Tapi jika kita benar-benar melihat segala sesuatunya dengan cara ini, maka orang lain akan menyebut kita gila ! “Dia tidak peduli apa pun sekarang. Dia tidak punya perasaan!” Ketika seseorang mati kita tidak menjadi sedih dan menangis, dan mereka akan menyebut kita gila! Malah ada yang akan mencela dengan berkata’ cuma teori dan hanya omong kosong saja’.

Ini benar-benar kembali ke latihan dan menyadari bagi kita sendiri. Melampaui duka tidaklah bergantung kepada pendapat orang lain mengenai kita, namun pada keadaan batin kita sendiri. Ini yang di sebut sebagai menentang arus dunia. Jangan pedulikan apa yang akan mereka katakana—jika kita mengalami kebenaran oleh kita sendiri, maka kita bisa berdiam dengan tenang dan mudah.

Ketika kesulitan terjadi, renungi Dhamma. Pikirkan apa yang diajarkan oleh guru Anda. Mereka mengajari Anda untuk melepas, untuk memiliki disiplin dan pengendalian-diri, meletakkan segala sesuatu; mereka mengajari Anda untuk berjuang dalam cara ini untuk memecahakan masalah Anda.
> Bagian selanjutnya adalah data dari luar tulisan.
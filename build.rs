fn main() {
    println!("cargo:rerun-if-changed=build.rs");

    // Host builds (unit and integration tests) have no ESP-IDF environment.
    #[cfg(feature = "espidf")]
    embuild::espidf::sysenv::output();
}
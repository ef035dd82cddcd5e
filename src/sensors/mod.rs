//! Climate sensing — the [`Reading`] value type and the DHT11 driver.
//!
//! A reading is produced fresh every cycle and consumed immediately; it is
//! never cached.  Sensor failures are encoded in the reading itself (NaN
//! fields) rather than as an error, so the controller sees one type with a
//! validity check instead of a fallible call.

pub mod dht11;

/// One temperature / humidity sample.
#[derive(Debug, Clone, Copy, PartialEq)]
pub struct Reading {
    pub temperature_c: f32,
    pub humidity_pct: f32,
}

impl Reading {
    pub const fn new(temperature_c: f32, humidity_pct: f32) -> Self {
        Self {
            temperature_c,
            humidity_pct,
        }
    }

    /// The reading a sensor reports when it could not measure.
    pub const fn invalid() -> Self {
        Self {
            temperature_c: f32::NAN,
            humidity_pct: f32::NAN,
        }
    }

    /// False when either measurement is NaN.
    pub fn is_valid(&self) -> bool {
        !self.temperature_c.is_nan() && !self.humidity_pct.is_nan()
    }
}
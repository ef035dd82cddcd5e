//! Watering decision policy
//!
//! A single conjunctive threshold on the current reading: water when the
//! air is dry enough *and* warm enough.  No hysteresis, no averaging, no
//! per-target thresholds.  Invalid readings never reach this function; the
//! controller routes them to its error path first.

use crate::config::SystemConfig;
use crate::sensors::Reading;

/// Thresholds for the watering decision.
#[derive(Debug, Clone, Copy, PartialEq)]
pub struct DecisionPolicy {
    /// Water only while humidity is strictly below this (%).
    pub humidity_below_pct: f32,
    /// Water only while temperature is strictly above this (°C).
    pub temperature_above_c: f32,
}

impl DecisionPolicy {
    pub fn new(humidity_below_pct: f32, temperature_above_c: f32) -> Self {
        Self {
            humidity_below_pct,
            temperature_above_c,
        }
    }

    pub fn from_config(config: &SystemConfig) -> Self {
        Self::new(config.humidity_below_pct, config.temperature_above_c)
    }

    /// Pure function of the reading.
    pub fn should_water(&self, reading: &Reading) -> bool {
        reading.humidity_pct < self.humidity_below_pct
            && reading.temperature_c > self.temperature_above_c
    }
}
//! DHT11 single-wire temperature / humidity sensor.
//!
//! The host pulls the open-drain data line low for ≥18 ms, releases it, and
//! the sensor answers with an 80 µs low / 80 µs high preamble followed by
//! 40 data bits.  Every bit starts with ~50 µs low; the length of the
//! following high pulse encodes the value (~27 µs = 0, ~70 µs = 1).
//!
//! Pulse widths are measured by polling with 1 µs delays, so the counts
//! are approximate.  The 0/1 split sits well between the two nominal widths.
//!
//! ## Failure contract
//!
//! Any protocol failure is logged and reported to the controller as
//! [`Reading::invalid`].  The controller never sees the error itself.

use embedded_hal::delay::DelayNs;
use embedded_hal::digital::{InputPin, OutputPin};
use log::warn;

use super::Reading;
use crate::app::ports::SensorPort;
use crate::error::SensorError;

/// Start-signal low time (ms).
const START_LOW_MS: u32 = 18;
/// Upper bound on any single protocol phase (µs).
const EDGE_TIMEOUT_US: u32 = 100;
/// High-pulse width separating a 0 bit from a 1 bit (µs).
const ONE_THRESHOLD_US: u32 = 40;

pub struct Dht11<P, D> {
    pin: P,
    delay: D,
}

impl<P, D> Dht11<P, D>
where
    P: InputPin + OutputPin,
    D: DelayNs,
{
    /// The pin must already be configured as open-drain with a pull-up.
    pub fn new(pin: P, delay: D) -> Self {
        Self { pin, delay }
    }

    /// Run one full transaction and decode it.
    pub fn read(&mut self) -> Result<Reading, SensorError> {
        self.pin.set_low().map_err(|_| SensorError::Gpio)?;
        self.delay.delay_ms(START_LOW_MS);
        self.pin.set_high().map_err(|_| SensorError::Gpio)?;

        // Sensor acknowledges by pulling low, then high, then low again.
        self.wait_for(false).map_err(|_| SensorError::NoResponse)?;
        self.wait_for(true)?;
        self.wait_for(false)?;

        let mut frame = [0u8; 5];
        for byte in &mut frame {
            for _ in 0..8 {
                self.wait_for(true)?;
                let high_us = self.wait_for(false)?;
                *byte = (*byte << 1) | u8::from(high_us > ONE_THRESHOLD_US);
            }
        }

        decode_frame(frame)
    }

    /// Poll until the line reaches `high`.  Returns the time spent waiting.
    fn wait_for(&mut self, high: bool) -> Result<u32, SensorError> {
        for elapsed in 0..=EDGE_TIMEOUT_US {
            let level = self.pin.is_high().map_err(|_| SensorError::Gpio)?;
            if level == high {
                return Ok(elapsed);
            }
            self.delay.delay_us(1);
        }
        Err(SensorError::Timeout)
    }
}

impl<P, D> SensorPort for Dht11<P, D>
where
    P: InputPin + OutputPin,
    D: DelayNs,
{
    fn sample(&mut self) -> Reading {
        match self.read() {
            Ok(r) => r,
            Err(e) => {
                warn!("DHT11: read failed ({e})");
                Reading::invalid()
            }
        }
    }
}

/// Convert a raw 5-byte frame (RH int, RH dec, T int, T dec, checksum).
pub fn decode_frame(frame: [u8; 5]) -> Result<Reading, SensorError> {
    let sum = frame[..4].iter().fold(0u8, |acc, b| acc.wrapping_add(*b));
    if sum != frame[4] {
        return Err(SensorError::Checksum);
    }

    let humidity = f32::from(frame[0]) + f32::from(frame[1]) / 10.0;
    let mut temperature = f32::from(frame[2]) + f32::from(frame[3] & 0x7f) / 10.0;
    if frame[3] & 0x80 != 0 {
        temperature = -temperature;
    }

    Ok(Reading::new(temperature, humidity))
}
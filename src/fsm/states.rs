//! Phase transition functions and table builder.
//!
//! Each phase is described by plain `fn` pointers — no closures, no
//! dynamic dispatch, no heap.
//!
//! ```text
//!  TESTING ──▶ SAMPLING ──[invalid]──▶ ERROR ─────────┐
//!     ▲           │                                   │
//!     │        [valid]                                ▼
//!     │           ▼                                SLEEPING
//!     │        DECIDING ──[no water]─────────────────▲  │
//!     │           │                                  │  │
//!     │        [water]──▶ ACTUATING ─────────────────┘  │
//!     │                                                 │
//!     └─────────────────────────────────────────────────┘
//! ```

use super::context::CycleContext;
use super::{Phase, PhaseDescriptor};
use log::warn;

/// Build the static phase table.  Called once at startup.
pub fn build_phase_table() -> [PhaseDescriptor; Phase::COUNT] {
    [
        PhaseDescriptor {
            id: Phase::Testing,
            name: "Testing",
            on_enter: Some(testing_enter),
            next: testing_next,
        },
        PhaseDescriptor {
            id: Phase::Sampling,
            name: "Sampling",
            on_enter: None,
            next: sampling_next,
        },
        PhaseDescriptor {
            id: Phase::Error,
            name: "Error",
            on_enter: Some(error_enter),
            next: error_next,
        },
        PhaseDescriptor {
            id: Phase::Deciding,
            name: "Deciding",
            on_enter: None,
            next: deciding_next,
        },
        PhaseDescriptor {
            id: Phase::Actuating,
            name: "Actuating",
            on_enter: None,
            next: actuating_next,
        },
        PhaseDescriptor {
            id: Phase::Sleeping,
            name: "Sleeping",
            on_enter: None,
            next: sleeping_next,
        },
    ]
}

// ── TESTING ──────────────────────────────────────────────────

fn testing_enter(ctx: &mut CycleContext) {
    ctx.begin_cycle();
}

fn testing_next(_ctx: &CycleContext) -> Phase {
    Phase::Sampling
}

// ── SAMPLING ─────────────────────────────────────────────────

fn sampling_next(ctx: &CycleContext) -> Phase {
    if ctx.valid_reading().is_some() {
        Phase::Deciding
    } else {
        Phase::Error
    }
}

// ── ERROR — measurement failure, skip this cycle ────────────

fn error_enter(ctx: &mut CycleContext) {
    ctx.mark_sensor_fault();
    warn!(
        "ERROR: invalid reading in cycle {}, sleeping {}ms",
        ctx.cycle, ctx.sleep_ms
    );
}

fn error_next(_ctx: &CycleContext) -> Phase {
    Phase::Sleeping
}

// ── DECIDING ─────────────────────────────────────────────────

fn deciding_next(ctx: &CycleContext) -> Phase {
    if ctx.water {
        Phase::Actuating
    } else {
        Phase::Sleeping
    }
}

// ── ACTUATING ────────────────────────────────────────────────

fn actuating_next(_ctx: &CycleContext) -> Phase {
    Phase::Sleeping
}

// ── SLEEPING ─────────────────────────────────────────────────

fn sleeping_next(_ctx: &CycleContext) -> Phase {
    Phase::Testing
}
Dhamma yang Anda pelajari hanyalah untuk memecahkan masalah-masalah Anda.

Masalah-masalah macam apa yang akan bicarakan? Bagiamana dengan keluarga Anda? Apa Anda punya masalah di sana? Ada masalah dengan anak, pasangan, sahabat, tau pekerjaan Anda? Semua ini kadang mengakibatkan Anda sakit kepala, bukan? Ini adalah masalah yang sedang kita bicarakan; ajaran memberitahu Anda bahwa Anda bisa memecahkan masalah dalam kehidupan sehari-hari dengan Dhamma.

Kita telah terlahir sebagai manusia. Seharusnya mungkin untuk hidup dengan batin bahagia. Kita melakukan pekerjaan kita sesuai dengan tanggung jawab kita. Jika segala sesuatu menjadi sulit keadaannya, kita berlatih ketahanan. Mendapatkan penghidupan dalam jalan yang benar adalah salah satu jenis latihan Dhamma, praktik hidup etis. Hidup bahagia dan selaras seperti ini sudah cukup baik.

Namun, kita biasanya mengambil kerugian. Jangan mengambil kerugian! Jika Anda pergi ke sebuah pusat pelatihan atau vihara untuk bermeditasi, kemudian pulang dan bertengkar, itulah kerugian. Anda dengar dan mengerti apa yang saya katakana? Berbuat ini hanyalah sebuah kerugian. Ini berarti Anda tidak benar-benar melihat Dhamma bahkan sepercik kecil pun—tidak ada untungnya sama sekali.